Luxury Hiking Vermont
On the drive north to Mount Mansfield, we took a little detour for an introductory Vermont walk on the Robert Frost Interpretive Trail. This one-mile loop near Ripton, in central Vermont, circles the site where the poet-laureate spent 23 summers. It's as flat as anything gets in Vermont, wanders under pines, over brooks, past wooden bridges, and through verdant meadows filled with pink and white wildflowers. Every so often a plaque appears with one of Frost's poems. I'm particularly struck by the line from "Something for Hope."
"It takes all sorts of in and outdoor schooling to get adapted to my kind of fooling . . . "
It's an auspicious start to a week of in and outdoor schooling, I thought, as I sampled the sweet wild raspberries and strawberries from vines along the path. The berries were sweet as the day was warm, and a whole week of "fooling" (aka "luxury hiking in Vermont") lay ahead.

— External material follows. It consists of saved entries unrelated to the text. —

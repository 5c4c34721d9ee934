//! Paragraph node - a block of content containing runs

use crate::{Node, NodeId, NodeType};
use serde::{Deserialize, Serialize};

/// A paragraph containing text runs
#[derive(Debug, Clone, Serialize, Deserialize)]
pub struct Paragraph {
    pub(crate) id: NodeId,
    pub(crate) parent: Option<NodeId>,
    /// IDs of child runs
    pub(crate) children: Vec<NodeId>,
}

impl Paragraph {
    /// Create a new empty paragraph
    pub fn new() -> Self {
        Self {
            id: NodeId::new(),
            parent: None,
            children: Vec::new(),
        }
    }

    /// A paragraph without runs
    pub fn is_empty(&self) -> bool {
        self.children.is_empty()
    }
}

impl Default for Paragraph {
    fn default() -> Self {
        Self::new()
    }
}

impl Node for Paragraph {
    fn id(&self) -> NodeId {
        self.id
    }

    fn node_type(&self) -> NodeType {
        NodeType::Paragraph
    }

    fn children(&self) -> &[NodeId] {
        &self.children
    }

    fn parent(&self) -> Option<NodeId> {
        self.parent
    }

    fn set_parent(&mut self, parent: Option<NodeId>) {
        self.parent = parent;
    }
}
#[cfg(test)]
mod tests {
    use super::*;
    use crate::test_support::{cell_at, table_tree};
    use doc_model::{CellSpec, TableBuilder};

    #[test]
    fn test_insert_table_needs_block_container() {
        let (tree, table) = table_tree(vec![vec!["a"]]);
        assert!(InsertTable::new(2, 2).is_enabled(&tree));
        assert!(InsertTable::new(2, 2)
            .in_parent(cell_at(&tree, table, 0, 0))
            .is_enabled(&tree));
        let row = tree.table_rows(table)[0];
        assert!(!InsertTable::new(2, 2).in_parent(row).is_enabled(&tree));
    }

    #[test]
    fn test_remove_disabled_for_whole_table() {
        let (tree, table) = table_tree(vec![vec!["a", "b"], vec!["c", "d"]]);
        let a = cell_at(&tree, table, 0, 0);
        let c = cell_at(&tree, table, 1, 0);
        let b = cell_at(&tree, table, 0, 1);

        assert!(RemoveRows { cells: vec![a] }.is_enabled(&tree));
        assert!(!RemoveRows { cells: vec![a, c] }.is_enabled(&tree));
        assert!(RemoveColumns { cells: vec![a, c] }.is_enabled(&tree));
        assert!(!RemoveColumns { cells: vec![a, b] }.is_enabled(&tree));
        assert!(!RemoveRows { cells: vec![] }.is_enabled(&tree));
    }

    #[test]
    fn test_selection_must_share_a_table() {
        let (mut tree, table) = table_tree(vec![vec!["a"]]);
        let a = cell_at(&tree, table, 0, 0);
        let other = {
            let mut writer = Writer::new(&mut tree);
            let root = writer.tree().root_id();
            let fragment = TableBuilder::new(vec![vec!["x"]]).build();
            writer.insert_fragment(&fragment, root, None).unwrap()
        };
        let x = cell_at(&tree, other, 0, 0);

        assert!(!InsertRow::above(vec![a, x]).is_enabled(&tree));
        assert!(InsertRow::below(vec![a]).is_enabled(&tree));
        assert!(matches!(
            InsertColumn::left(vec![a, x]).execute(&mut Writer::new(&mut tree), &TableConfig::default()),
            Err(TableError::MixedTables { .. })
        ));
    }

    #[test]
    fn test_merge_commands_follow_geometry() {
        let (tree, table) = table_tree(vec![
            vec![CellSpec::new("a"), CellSpec::new("b")],
            vec![CellSpec::new("c").colspan(2)],
        ]);
        let a = cell_at(&tree, table, 0, 0);
        let b = cell_at(&tree, table, 0, 1);
        let c = cell_at(&tree, table, 1, 0);

        assert!(MergeCell { cell: a, direction: MergeDirection::Right }.is_enabled(&tree));
        assert!(!MergeCell { cell: a, direction: MergeDirection::Down }.is_enabled(&tree));
        assert!(MergeCells { cells: vec![a, b] }.is_enabled(&tree));
        assert!(!MergeCells { cells: vec![a, c] }.is_enabled(&tree));
    }

    #[test]
    fn test_heading_and_resize_bounds() {
        let (tree, table) = table_tree(vec![vec!["a", "b"]]);
        assert!(SetHeadingRows { table, count: 1 }.is_enabled(&tree));
        assert!(!SetHeadingRows { table, count: 2 }.is_enabled(&tree));
        assert!(SetHeadingColumns { table, count: 2 }.is_enabled(&tree));
        assert!(!ResizeColumn { table, column: 2, percent: 10.0 }.is_enabled(&tree));
    }

    #[test]
    fn test_paste_requires_table_fragment() {
        let (tree, table) = table_tree(vec![vec!["a"]]);
        let a = cell_at(&tree, table, 0, 0);
        let paste = PasteTable {
            fragment: NodeFragment::paragraph("x"),
            cells: vec![a],
        };
        assert!(!paste.is_enabled(&tree));
        let paste = PasteTable {
            fragment: TableBuilder::new(vec![vec!["x"]]).build(),
            cells: vec![a],
        };
        assert!(paste.is_enabled(&tree));
    }
}
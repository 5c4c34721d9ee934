//! Change-set recording for edit batches
//!
//! Every primitive edit made through a [`crate::Writer`] appends one [`Change`]
//! to the tree's [`Differ`]. Consumers (post-fixers, view refresh) read the
//! ordered list for the current batch instead of rescanning the document.

use crate::{AttributeKey, AttributeValue, NodeId, NodeType};
use serde::{Deserialize, Serialize};

/// One recorded primitive edit
#[derive(Debug, Clone, PartialEq, Serialize, Deserialize)]
pub enum Change {
    /// `node` was inserted into `parent` at child index `index`
    Insert {
        node: NodeId,
        node_type: NodeType,
        parent: NodeId,
        index: usize,
    },
    /// `node` was removed from `parent`, where it sat at child index `index`
    Remove {
        node: NodeId,
        node_type: NodeType,
        parent: NodeId,
        index: usize,
    },
    /// An attribute of `node` changed from `old` to `new`
    Attribute {
        node: NodeId,
        node_type: NodeType,
        key: AttributeKey,
        old: Option<AttributeValue>,
        new: Option<AttributeValue>,
    },
}

impl Change {
    /// The node the change is about
    pub fn node(&self) -> NodeId {
        match self {
            Change::Insert { node, .. } | Change::Remove { node, .. } | Change::Attribute { node, .. } => *node,
        }
    }

    pub fn node_type(&self) -> NodeType {
        match self {
            Change::Insert { node_type, .. }
            | Change::Remove { node_type, .. }
            | Change::Attribute { node_type, .. } => *node_type,
        }
    }

    /// Parent at the time of an insert or remove
    pub fn parent(&self) -> Option<NodeId> {
        match self {
            Change::Insert { parent, .. } | Change::Remove { parent, .. } => Some(*parent),
            Change::Attribute { .. } => None,
        }
    }

    pub fn is_insert(&self) -> bool {
        matches!(self, Change::Insert { .. })
    }

    pub fn is_remove(&self) -> bool {
        matches!(self, Change::Remove { .. })
    }
}

/// Ordered change log of the current edit batch
#[derive(Debug, Clone, Default)]
pub struct Differ {
    changes: Vec<Change>,
}

impl Differ {
    pub fn new() -> Self {
        Self::default()
    }

    /// Changes recorded so far, oldest first
    pub fn changes(&self) -> &[Change] {
        &self.changes
    }

    pub fn len(&self) -> usize {
        self.changes.len()
    }

    pub fn is_empty(&self) -> bool {
        self.changes.is_empty()
    }

    /// Forget all recorded changes
    pub fn reset(&mut self) {
        self.changes.clear();
    }

    pub(crate) fn record(&mut self, change: Change) {
        self.changes.push(change);
    }

    pub(crate) fn take(&mut self) -> Vec<Change> {
        std::mem::take(&mut self.changes)
    }
}
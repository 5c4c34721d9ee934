//! Engine configuration
//!
//! Settings are plain JSON. Missing fields take their defaults, so an empty
//! object is a valid configuration.

use crate::{Result, TableError};
use serde::{Deserialize, Serialize};
use std::path::Path;

/// Tunables of the table engine
#[derive(Debug, Clone, PartialEq, Serialize, Deserialize)]
#[serde(default)]
pub struct TableConfig {
    /// Rows of a table inserted without an explicit size
    pub default_rows: usize,
    /// Columns of a table inserted without an explicit size
    pub default_columns: usize,
    /// Lower bound for a column width produced by normalization or resizing
    pub min_column_width_percent: f64,
    /// Maximum number of full post-fixer passes per edit batch
    pub post_fixer_iteration_limit: usize,
}

impl Default for TableConfig {
    fn default() -> Self {
        Self {
            default_rows: 2,
            default_columns: 2,
            min_column_width_percent: 5.0,
            post_fixer_iteration_limit: 16,
        }
    }
}

impl TableConfig {
    /// Parse and validate a JSON configuration
    pub fn from_json_str(json: &str) -> Result<Self> {
        let config: TableConfig = serde_json::from_str(json)?;
        config.validate()?;
        Ok(config)
    }

    /// Load a configuration file
    pub fn load(path: impl AsRef<Path>) -> Result<Self> {
        let content = std::fs::read_to_string(path)?;
        Self::from_json_str(&content)
    }

    /// Load a configuration file, falling back to defaults when it is missing or invalid
    pub fn load_or_default(path: impl AsRef<Path>) -> Self {
        let path = path.as_ref();
        if !path.exists() {
            return Self::default();
        }
        match Self::load(path) {
            Ok(config) => config,
            Err(e) => {
                tracing::warn!(
                    path = %path.display(),
                    "Failed to load table config, using defaults: {}",
                    e
                );
                Self::default()
            }
        }
    }

    /// Write the configuration as pretty-printed JSON
    pub fn save(&self, path: impl AsRef<Path>) -> Result<()> {
        let path = path.as_ref();
        if let Some(parent) = path.parent() {
            std::fs::create_dir_all(parent)?;
        }
        let content = serde_json::to_string_pretty(self)?;
        std::fs::write(path, content)?;
        Ok(())
    }

    pub fn validate(&self) -> Result<()> {
        if self.default_rows == 0 || self.default_columns == 0 {
            return Err(TableError::Config(
                "default table size must be at least 1x1".to_string(),
            ));
        }
        if !(0.0..=100.0).contains(&self.min_column_width_percent) {
            return Err(TableError::Config(format!(
                "min_column_width_percent must be within 0..=100, got {}",
                self.min_column_width_percent
            )));
        }
        if self.post_fixer_iteration_limit == 0 {
            return Err(TableError::Config(
                "post_fixer_iteration_limit must be at least 1".to_string(),
            ));
        }
        Ok(())
    }
}

#[cfg(test)]
mod tests {
    use super::*;

    #[test]
    fn test_missing_fields_use_defaults() {
        let config = TableConfig::from_json_str(r#"{ "default_rows": 4 }"#).unwrap();
        assert_eq!(config.default_rows, 4);
        assert_eq!(config.default_columns, 2);
        assert_eq!(config.post_fixer_iteration_limit, 16);
    }

    #[test]
    fn test_invalid_values_are_rejected() {
        assert!(matches!(
            TableConfig::from_json_str(r#"{ "min_column_width_percent": 120 }"#),
            Err(TableError::Config(_))
        ));
        assert!(matches!(
            TableConfig::from_json_str(r#"{ "post_fixer_iteration_limit": 0 }"#),
            Err(TableError::Config(_))
        ));
        assert!(matches!(
            TableConfig::from_json_str("not json"),
            Err(TableError::Json(_))
        ));
    }

    #[test]
    fn test_save_and_load() {
        let dir = tempfile::tempdir().unwrap();
        let path = dir.path().join("nested").join("table.json");
        let config = TableConfig {
            min_column_width_percent: 10.0,
            ..TableConfig::default()
        };
        config.save(&path).unwrap();
        assert_eq!(TableConfig::load(&path).unwrap(), config);
    }

    #[test]
    fn test_load_or_default_falls_back() {
        let dir = tempfile::tempdir().unwrap();
        let path = dir.path().join("broken.json");
        std::fs::write(&path, "{ broken").unwrap();
        assert_eq!(TableConfig::load_or_default(&path), TableConfig::default());
        assert_eq!(
            TableConfig::load_or_default(dir.path().join("missing.json")),
            TableConfig::default()
        );
    }
}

Looking at a map of Vermont, you can't help but notice the vertical patch of kelly running through the state—representing state and national forests, state parks, and ski resorts. These areas are connected by the Long Trail, the nation's first long-distance hiking trail. Examining these details, a plan began to form in my mind. Why not go on a hiking vacation, taking advantage not only of the trails, but of the amenities offered by Vermont's ski resorts?
While my husband, Tony, and I are avid hikers, at night we prefer to forgo the woods and sleep in a comfortable hotel bed after dinner at a fine restaurant. The Long Trail, Appalachian Trail, and many supplementary foot paths make for almost limitless day-hiking possibilities. Much of Vermont's tourist infrastructure—ski resorts, country inns, and restaurants, as well as historical and other recreational attractions—is centered along the hills and valleys of the Green Mountain range. To attract off-season business, ski areas lower their accommodation rates in summer and offer activities like golf, alpine slides, and mountain biking.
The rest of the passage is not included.